Code for reproduction follows
import numpy as np
# parameters
class Parameters(object):
r = 1.03
sBar = 0.1
sB = 0.1
c = 0.1
z = 0.001
H = 1
epsilon = 1
beta = 0.1
def q(theta):
if theta <= 0:
return 999
return float(1)/theta
def f(theta):
if theta < 1:
return 0
return 1 - float(1)/theta
# sum_all allows to see residual as vector, not summed
def twoSectorFake(x, Param, sum_all=True):
JBar, WBar, wBar, vBar, UBar, uBar, YBar = x[:7]
JB, WB, wB, vB, UB, uB, YB = x[7:]
VBar = 0
VB = 0
pB = 1
pBar = 1
#theta = float(vB + vBar)/u
thetaBar = float(vBar)/uBar
thetaB = float(vB)/uB
res = np.empty(18,)
res[0] = Param.r*JBar - (pBar - wBar - Param.sBar*(JBar - VBar) )
res[1] = Param.r * VBar - ( -Param.c + q(thetaBar) * (JBar - VBar) )
res[2] = Param.r * WBar - (wBar - Param.sBar * (WBar - UBar) )
res[3] = Param.r * UBar - (Param.z + f(thetaBar) * (WBar - UBar) )
res[4] = Param.sBar * YBar - vBar * q(thetaBar)
res[5] = Param.sBar * YBar - uBar * f(thetaBar)
res[6] = JBar - (1 - Param.beta) * (JBar + WBar - UBar)
res[7] = Param.H - YBar - uBar
res[8] = thetaBar * uBar - vBar
res[9] = Param.r*JB - (pB - wB - Param.sB*(JB - VB))
res[10] = Param.r*VB - ( -Param.c + q(thetaB) * (JB - VB))
res[11] = Param.r * WB - (wB - Param.sB * (WB - UB))
res[12] = Param.r * UB - (Param.z + f(thetaB) * (WB - UB))
res[13] = Param.sB * YB - vB*q(thetaB)
res[14] = Param.sB * YB - uB * f(thetaB)
res[15] = JB - (1 - Param.beta) * (JB + WB - UB)
res[16] = Param.H - YB - uB
res[17] = thetaB * uB - vB
idx = abs(res > 10000)
# don't square too big numbers, they may become INF and the problem won't solve
res[idx] = abs(res[idx])
res[~idx] = res[~idx]**2
if (sum_all==False):
return res
return sum(res)
Param = Parameters()
x2 = np.empty(0,)
boundaries2 = []
# JBar
x2 = np.append(x2, 1)
boundaries2.append([0, 100])
# WBar
x2 = np.append(x2, 1)
boundaries2.append([0, 100])
# wBar
x2 = np.append(x2, 0.5)
boundaries2.append([0.01, 100])
# vBar
x2 = np.append(x2, 10)
boundaries2.append([0.01, 100000])
# UBar
x2 = np.append(x2, float(Param.z)/(Param.r-1)+1)

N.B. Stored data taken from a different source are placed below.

use predicates::prelude::*;

#[test]
fn cli_fails_without_any_input() {
    let mut cmd = assert_cmd::cargo::cargo_bin_cmd!("headspace_rs");
    cmd.assert()
        .failure()
        .stderr(predicate::str::contains("Missing sample data"));
}

#[test]
fn cli_computes_from_direct_flags() {
    let mut cmd = assert_cmd::cargo::cargo_bin_cmd!("headspace_rs");
    cmd.arg("--gas")
        .arg("methane")
        .arg("--x")
        .arg("2")
        .arg("--salinity")
        .arg("0");

    cmd.assert()
        .success()
        .stdout(predicate::str::contains("mol/L"));
}

#[test]
fn cli_rejects_unknown_gas_by_name() {
    let mut cmd = assert_cmd::cargo::cargo_bin_cmd!("headspace_rs");
    cmd.arg("--gas").arg("helium").arg("--x").arg("2");

    cmd.assert()
        .failure()
        .stderr(predicate::str::contains("Unknown gas 'helium'"));
}

#[test]
fn cli_works_with_inline_sample_json() {
    let mut cmd = assert_cmd::cargo::cargo_bin_cmd!("headspace_rs");
    let sample = serde_json::json!({
        "x": 500000.0,
        "gas": "hydrogen",
    })
    .to_string();

    cmd.arg("--json").arg("--sample-json").arg(sample);

    cmd.assert()
        .success()
        .stdout(predicate::str::contains("\"dissolved_mol_per_l\""));
}

#[test]
fn cli_works_with_inline_conditions_json() {
    let mut cmd = assert_cmd::cargo::cargo_bin_cmd!("headspace_rs");
    let sample = serde_json::json!({"x": 9340.0, "gas": "argon"}).to_string();
    let conditions = serde_json::json!({"t_c": 10.0, "z_m": 30.0}).to_string();

    cmd.arg("--json")
        .arg("--sample-json")
        .arg(sample)
        .arg("--conditions-json")
        .arg(conditions);

    cmd.assert()
        .success()
        .stdout(predicate::str::contains("\"pressure_atm\": 4.0"));
}

#[test]
fn cli_works_with_stdin_input_document() {
    let mut cmd = assert_cmd::cargo::cargo_bin_cmd!("headspace_rs");

    let doc = serde_json::json!({
        "sample": {
            "x": 9340.0,
            "gas": "argon"
        },
        "conditions": {
            "t_c": 10.0
        }
    })
    .to_string();

    cmd.arg("--json").arg("--input").arg("-").write_stdin(doc);

    cmd.assert()
        .success()
        .stdout(predicate::str::contains("\"dissolved_mol_per_l\""));
}

#[test]
fn cli_reports_unknown_gas_inside_json_documents() {
    let mut cmd = assert_cmd::cargo::cargo_bin_cmd!("headspace_rs");
    let sample = serde_json::json!({"x": 2.0, "gas": "helium"}).to_string();

    cmd.arg("--sample-json").arg(sample);

    cmd.assert()
        .failure()
        .stderr(predicate::str::contains("unknown variant"));
}

#[test]
fn cli_reports_invalid_json_for_sample_json() {
    let mut cmd = assert_cmd::cargo::cargo_bin_cmd!("headspace_rs");
    cmd.arg("--sample-json").arg("{not valid json}");

    cmd.assert()
        .failure()
        .stderr(predicate::str::contains("Invalid JSON for --sample-json"));
}

#[test]
fn cli_reports_invalid_json_in_file() {
    use std::fs::File;
    use std::io::Write as _;
    use tempfile::tempdir;

    let dir = tempdir().unwrap();
    let file_path = dir.path().join("bad.json");
    let mut f = File::create(&file_path).unwrap();
    writeln!(f, "this is not json").unwrap();

    let mut cmd = assert_cmd::cargo::cargo_bin_cmd!("headspace_rs");
    cmd.arg("--input").arg(file_path);

    cmd.assert()
        .failure()
        .stderr(predicate::str::contains("Invalid JSON in input document"));
}

#[test]
fn cli_lists_the_gas_catalog() {
    let mut cmd = assert_cmd::cargo::cargo_bin_cmd!("headspace_rs");
    cmd.arg("--list-gases");

    cmd.assert()
        .success()
        .stdout(predicate::str::contains("methane"))
        .stdout(predicate::str::contains("nitrous oxide"))
        .stdout(predicate::str::contains("carbon dioxide"));
}
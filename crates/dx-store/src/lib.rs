#![forbid(unsafe_code)]

use std::collections::BTreeMap;

use csv::ReaderBuilder;
use dx_value::{ColumnType, Value};
use serde::{Deserialize, Serialize};
use thiserror::Error;

mod metadata;

pub use metadata::{Layer, TransformMetadata, TransformRecord};

#[derive(Debug, Error)]
pub enum StoreError {
    #[error("column length ({actual}) does not match table length ({expected})")]
    LengthMismatch { expected: usize, actual: usize },
    #[error("unknown column: {name}")]
    UnknownColumn { name: String },
    #[error("row {row} out of bounds for table of {len} rows")]
    RowOutOfBounds { row: usize, len: usize },
    #[error("csv input has no headers")]
    MissingHeaders,
    #[error(transparent)]
    Csv(#[from] csv::Error),
}

#[derive(Debug, Clone, PartialEq, Serialize, Deserialize)]
pub struct Column {
    ty: ColumnType,
    values: Vec<Value>,
}

impl Column {
    #[must_use]
    pub fn column_type(&self) -> ColumnType {
        self.ty
    }

    #[must_use]
    pub fn values(&self) -> &[Value] {
        &self.values
    }
}

/// An in-process table: aligned column vectors keyed by name, with the
/// declared column order preserved for enumeration.
#[derive(Debug, Clone, Default, PartialEq, Serialize, Deserialize)]
pub struct Table {
    len: usize,
    order: Vec<String>,
    columns: BTreeMap<String, Column>,
}

impl Table {
    #[must_use]
    pub fn new() -> Self {
        Self::default()
    }

    /// Build a table from header-ful CSV text. Cells are typed eagerly:
    /// empty → null, integer/float → number, `true`/`false` → bool,
    /// anything else → text.
    pub fn from_csv_str(input: &str) -> Result<Self, StoreError> {
        let mut reader = ReaderBuilder::new()
            .has_headers(true)
            .from_reader(input.as_bytes());

        let headers = reader.headers()?.clone();
        if headers.is_empty() {
            return Err(StoreError::MissingHeaders);
        }

        let mut raw: Vec<Vec<Value>> = vec![Vec::new(); headers.len()];
        for row in reader.records() {
            let record = row?;
            for (idx, values) in raw.iter_mut().enumerate() {
                let field = record.get(idx).unwrap_or_default();
                values.push(parse_cell(field));
            }
        }

        let mut table = Self::new();
        for (name, values) in headers.iter().zip(raw) {
            let ty = infer_column_type(&values);
            table.insert_column(name, ty, values)?;
        }
        Ok(table)
    }

    #[must_use]
    pub fn len(&self) -> usize {
        self.len
    }

    #[must_use]
    pub fn is_empty(&self) -> bool {
        self.len == 0
    }

    /// Column names in declared order.
    #[must_use]
    pub fn column_names(&self) -> &[String] {
        &self.order
    }

    #[must_use]
    pub fn has_column(&self, name: &str) -> bool {
        self.columns.contains_key(name)
    }

    #[must_use]
    pub fn column(&self, name: &str) -> Option<&Column> {
        self.columns.get(name)
    }

    #[must_use]
    pub fn column_values(&self, name: &str) -> Option<&[Value]> {
        self.columns.get(name).map(|c| c.values.as_slice())
    }

    #[must_use]
    pub fn value(&self, row: usize, name: &str) -> Option<&Value> {
        self.columns.get(name).and_then(|c| c.values.get(row))
    }

    pub fn set_value(&mut self, row: usize, name: &str, value: Value) -> Result<(), StoreError> {
        let len = self.len;
        let column = self
            .columns
            .get_mut(name)
            .ok_or_else(|| StoreError::UnknownColumn {
                name: name.to_owned(),
            })?;
        let slot = column
            .values
            .get_mut(row)
            .ok_or(StoreError::RowOutOfBounds { row, len })?;
        *slot = value;
        Ok(())
    }

    /// Insert or replace a column. A replaced column keeps its position in
    /// the declared order; a new one appends. The first column inserted
    /// into an empty table fixes the table length.
    pub fn insert_column(
        &mut self,
        name: &str,
        ty: ColumnType,
        values: Vec<Value>,
    ) -> Result<(), StoreError> {
        if self.columns.is_empty() {
            self.len = values.len();
        } else if values.len() != self.len {
            return Err(StoreError::LengthMismatch {
                expected: self.len,
                actual: values.len(),
            });
        }
        if !self.columns.contains_key(name) {
            self.order.push(name.to_owned());
        }
        self.columns.insert(name.to_owned(), Column { ty, values });
        Ok(())
    }

    /// Drop a column; reports whether it existed. Removing the last column
    /// resets the table length.
    pub fn remove_column(&mut self, name: &str) -> bool {
        let existed = self.columns.remove(name).is_some();
        if existed {
            self.order.retain(|n| n != name);
            if self.columns.is_empty() {
                self.len = 0;
            }
        }
        existed
    }
}

fn parse_cell(field: &str) -> Value {
    let trimmed = field.trim();
    if trimmed.is_empty() {
        return Value::Null;
    }
    if let Ok(value) = trimmed.parse::<i64>() {
        return Value::Number(value as f64);
    }
    if let Ok(value) = trimmed.parse::<f64>() {
        if value.is_finite() {
            return Value::Number(value);
        }
    }
    if let Ok(value) = trimmed.parse::<bool>() {
        return Value::Bool(value);
    }
    Value::Utf8(trimmed.to_owned())
}

/// Declared-type inference over cell values, used for CSV loads and for
/// transforms that omit an explicit type. Nulls are ignored; an all-null
/// column is `text`.
#[must_use]
pub fn infer_column_type(values: &[Value]) -> ColumnType {
    let mut any = false;
    let mut all_numeric = true;
    let mut all_bool = true;
    let mut all_date = true;
    for value in values {
        if value.is_null() {
            continue;
        }
        any = true;
        all_numeric = all_numeric && matches!(value, Value::Number(_));
        all_bool = all_bool && matches!(value, Value::Bool(_));
        all_date = all_date && matches!(value, Value::Utf8(s) if looks_like_iso_date(s));
    }
    if !any {
        ColumnType::Text
    } else if all_numeric {
        ColumnType::Numeric
    } else if all_date {
        ColumnType::Date
    } else if all_bool {
        ColumnType::Categorical
    } else {
        ColumnType::Text
    }
}

fn looks_like_iso_date(s: &str) -> bool {
    let bytes = s.as_bytes();
    bytes.len() == 10
        && bytes[4] == b'-'
        && bytes[7] == b'-'
        && [0, 1, 2, 3, 5, 6, 8, 9]
            .iter()
            .all(|&i| bytes[i].is_ascii_digit())
}
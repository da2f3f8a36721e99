#![forbid(unsafe_code)]

use std::collections::{BTreeMap, BTreeSet, VecDeque};

use dx_lang::AstNode;
use thiserror::Error;

#[derive(Debug, Error, Clone, PartialEq, Eq)]
pub enum CycleError {
    #[error("circular dependency involving column '{column}'")]
    Circular { column: String },
}

/// Every column name an expression references, including names nested inside
/// function calls and array literals.
#[must_use]
pub fn extract_column_refs(node: &AstNode) -> BTreeSet<String> {
    let mut refs = BTreeSet::new();
    collect_refs(node, &mut refs);
    refs
}

fn collect_refs(node: &AstNode, refs: &mut BTreeSet<String>) {
    match node {
        AstNode::ColumnRef { name } => {
            refs.insert(name.clone());
        }
        AstNode::Unary { operand, .. } => collect_refs(operand, refs),
        AstNode::Binary { left, right, .. } => {
            collect_refs(left, refs);
            collect_refs(right, refs);
        }
        AstNode::Call { args, .. } => {
            for arg in args {
                collect_refs(arg, refs);
            }
        }
        AstNode::Array { elements } => {
            for element in elements {
                collect_refs(element, refs);
            }
        }
        AstNode::Number { .. } | AstNode::Str { .. } | AstNode::Bool { .. } => {}
    }
}

/// Adjacency map for a set of proposed transforms: each column name maps to
/// the set of columns its expression depends on. Names absent from the map
/// (source columns) are leaves.
#[must_use]
pub fn build_dependency_map(transforms: &[(String, AstNode)]) -> BTreeMap<String, BTreeSet<String>> {
    transforms
        .iter()
        .map(|(name, ast)| (name.clone(), extract_column_refs(ast)))
        .collect()
}

/// DFS with a recursion stack. A self-reference counts as a cycle; edges to
/// names outside the map terminate (those dependencies already exist).
#[must_use]
pub fn has_circular_dependency(dep_map: &BTreeMap<String, BTreeSet<String>>) -> bool {
    let mut visited = BTreeSet::new();
    let mut in_stack = BTreeSet::new();
    for node in dep_map.keys() {
        if dfs_cycles(node, dep_map, &mut visited, &mut in_stack) {
            return true;
        }
    }
    false
}

fn dfs_cycles(
    node: &str,
    dep_map: &BTreeMap<String, BTreeSet<String>>,
    visited: &mut BTreeSet<String>,
    in_stack: &mut BTreeSet<String>,
) -> bool {
    if in_stack.contains(node) {
        return true;
    }
    if visited.contains(node) {
        return false;
    }
    visited.insert(node.to_owned());
    if let Some(deps) = dep_map.get(node) {
        in_stack.insert(node.to_owned());
        for dep in deps {
            if dfs_cycles(dep, dep_map, visited, in_stack) {
                return true;
            }
        }
        in_stack.remove(node);
    }
    false
}

/// Kahn's algorithm over the map's keys. Dependencies come before their
/// dependents; ready nodes drain in name order so the result is
/// deterministic. Fails rather than returning a partial order when a cycle
/// is present — callers must reject the batch before executing anything.
pub fn topological_sort(
    dep_map: &BTreeMap<String, BTreeSet<String>>,
) -> Result<Vec<String>, CycleError> {
    // In-degree counts only edges between map keys; external names are
    // already-satisfied leaves.
    let mut in_degree: BTreeMap<&str, usize> = dep_map.keys().map(|k| (k.as_str(), 0)).collect();
    let mut dependents: BTreeMap<&str, Vec<&str>> = BTreeMap::new();
    for (node, deps) in dep_map {
        for dep in deps {
            if dep_map.contains_key(dep) {
                if let Some(count) = in_degree.get_mut(node.as_str()) {
                    *count += 1;
                }
                dependents.entry(dep.as_str()).or_default().push(node.as_str());
            }
        }
    }

    let mut ready: VecDeque<&str> = in_degree
        .iter()
        .filter(|(_, count)| **count == 0)
        .map(|(node, _)| *node)
        .collect();
    let mut order = Vec::with_capacity(dep_map.len());

    while let Some(node) = ready.pop_front() {
        order.push(node.to_owned());
        if let Some(children) = dependents.get(node) {
            for child in children {
                if let Some(count) = in_degree.get_mut(child) {
                    *count -= 1;
                    if *count == 0 {
                        ready.push_back(child);
                    }
                }
            }
        }
    }

    if order.len() != dep_map.len() {
        let stuck = in_degree
            .iter()
            .find(|(_, count)| **count > 0)
            .map_or_else(String::new, |(node, _)| (*node).to_owned());
        return Err(CycleError::Circular { column: stuck });
    }
    Ok(order)
}

/// Reverse lookup: which defined columns reference `column`? Used to warn or
/// block when removing or redefining a column others depend on.
#[must_use]
pub fn find_dependents(
    column: &str,
    all_definitions: &BTreeMap<String, BTreeSet<String>>,
) -> Vec<String> {
    all_definitions
        .iter()
        .filter(|(name, deps)| name.as_str() != column && deps.contains(column))
        .map(|(name, _)| name.clone())
        .collect()
}

#[cfg(test)]
mod tests {
    use std::collections::{BTreeMap, BTreeSet};

    use dx_lang::parse;

    use super::{
        build_dependency_map, extract_column_refs, find_dependents, has_circular_dependency,
        topological_sort,
    };

    fn map(entries: &[(&str, &[&str])]) -> BTreeMap<String, BTreeSet<String>> {
        entries
            .iter()
            .map(|(name, deps)| {
                (
                    (*name).to_owned(),
                    deps.iter().map(|d| (*d).to_owned()).collect(),
                )
            })
            .collect()
    }

    #[test]
    fn extraction_reaches_into_calls_and_arrays() {
        let ast = parse("cut(row_mean(a, b), [lo, hi]) + `First Name`").expect("parse");
        let refs = extract_column_refs(&ast);
        let expected: BTreeSet<String> = ["a", "b", "lo", "hi", "First Name"]
            .iter()
            .map(|s| (*s).to_owned())
            .collect();
        assert_eq!(refs, expected);
    }

    #[test]
    fn literals_contribute_no_refs() {
        let ast = parse("1 + 2 * 3 == \"x\"").expect("parse");
        assert!(extract_column_refs(&ast).is_empty());
    }

    #[test]
    fn dependency_map_covers_each_transform() {
        let transforms = vec![
            ("b".to_owned(), parse("a + 1").expect("b")),
            ("c".to_owned(), parse("b * 2").expect("c")),
        ];
        let dep_map = build_dependency_map(&transforms);
        assert_eq!(dep_map["b"], ["a".to_owned()].into_iter().collect());
        assert_eq!(dep_map["c"], ["b".to_owned()].into_iter().collect());
    }

    #[test]
    fn self_reference_is_a_cycle() {
        assert!(has_circular_dependency(&map(&[("x", &["x"])])));
    }

    #[test]
    fn two_node_cycle_detected_and_sort_fails() {
        let dep_map = map(&[("x", &["y"]), ("y", &["x"])]);
        assert!(has_circular_dependency(&dep_map));
        assert!(topological_sort(&dep_map).is_err());
    }

    #[test]
    fn acyclic_map_with_external_leaves_is_clean() {
        let dep_map = map(&[("b", &["a"]), ("c", &["b", "a"])]);
        assert!(!has_circular_dependency(&dep_map));
    }

    #[test]
    fn sort_places_dependencies_first() {
        let dep_map = map(&[("c", &["b"]), ("b", &["a"]), ("d", &["c", "b"])]);
        let order = topological_sort(&dep_map).expect("order");
        let pos =
            |name: &str| order.iter().position(|n| n == name).expect("present");
        assert!(pos("b") < pos("c"));
        assert!(pos("c") < pos("d"));
        assert_eq!(order.len(), 3);
    }

    #[test]
    fn dependents_lookup_is_reverse_of_the_map() {
        let dep_map = map(&[("b", &["a"]), ("c", &["a", "b"]), ("d", &["c"])]);
        assert_eq!(find_dependents("a", &dep_map), vec!["b", "c"]);
        assert_eq!(find_dependents("d", &dep_map), Vec::<String>::new());
    }
}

boundaries2.append([float(Param.z)/(Param.r-1) - 0.1, 100])
# uBar
x2 = np.append(x2, 0.5*Param.H)
boundaries2.append([0.0000001, Param.H])
# YBar
x2 = np.append(x2, 0.5*Param.H)
boundaries2.append([0.0001, Param.H])
# JB
x2 = np.append(x2, 1)
boundaries2.append([0, 100])
# WB
x2 = np.append(x2, 1)
boundaries2.append([0, 100])
# wB
x2 = np.append(x2, 0.5)
boundaries2.append([1, 100])
# vB
x2 = np.append(x2, 10)
boundaries2.append([0.01, 100])
# UB
x2 = np.append(x2, float(Param.z)/(Param.r-1)+1)
boundaries2.append([float(Param.z)/(Param.r-1) - 0.1, 100])
# uB
x2 = np.append(x2, 0.5*Param.H)
boundaries2.append([0.0000001, Param.H])
# YB
x2 = np.append(x2, 0.5*Param.H)
boundaries2.append([0.0001, Param.H])
result = optimize.fmin_slsqp(func=twoSectorFake, x0=x2, bounds=boundaries2, args=(Param,), iter=200)
res1 = result[:7]
res2 = result[7:]
df = pd.DataFrame(np.reshape(res1, (1,7)), columns=['J', 'W', 'w', 'v', 'U', 'u','Y'])
df.loc[1] = np.reshape(res2, (1,7))
print df
EDIT:
your variable boundaries2 isn't symmetric, i.e. boundaries2[7:]!=boundaries2[:7] .
Try writing
boundaries2 = boundaries2[7:]*2
just before your call to fmin_slsqp and you get a symmetric local minimum. I leave the previous general comments on your setup below, because they apply in any case.
First of all, are you sure that there exists only one solution to your problem? if not, I wouldn't expect necessarily the scipy numerical routine to return the solution you have in mind. It can converge to any other non-symmetric solution.
In second instance, you are not solving the system of equations. If you evaluate twoSectorFake(result,Param) at the end of your code, you get 0.15. You may be better off with other root solvers, see the root finding section.
This means that you're then looking at a local minimum of your target function, i.e. not a zero. Again, there's no reason why the numerical routine should necessarily calculate a symmetric local minimum.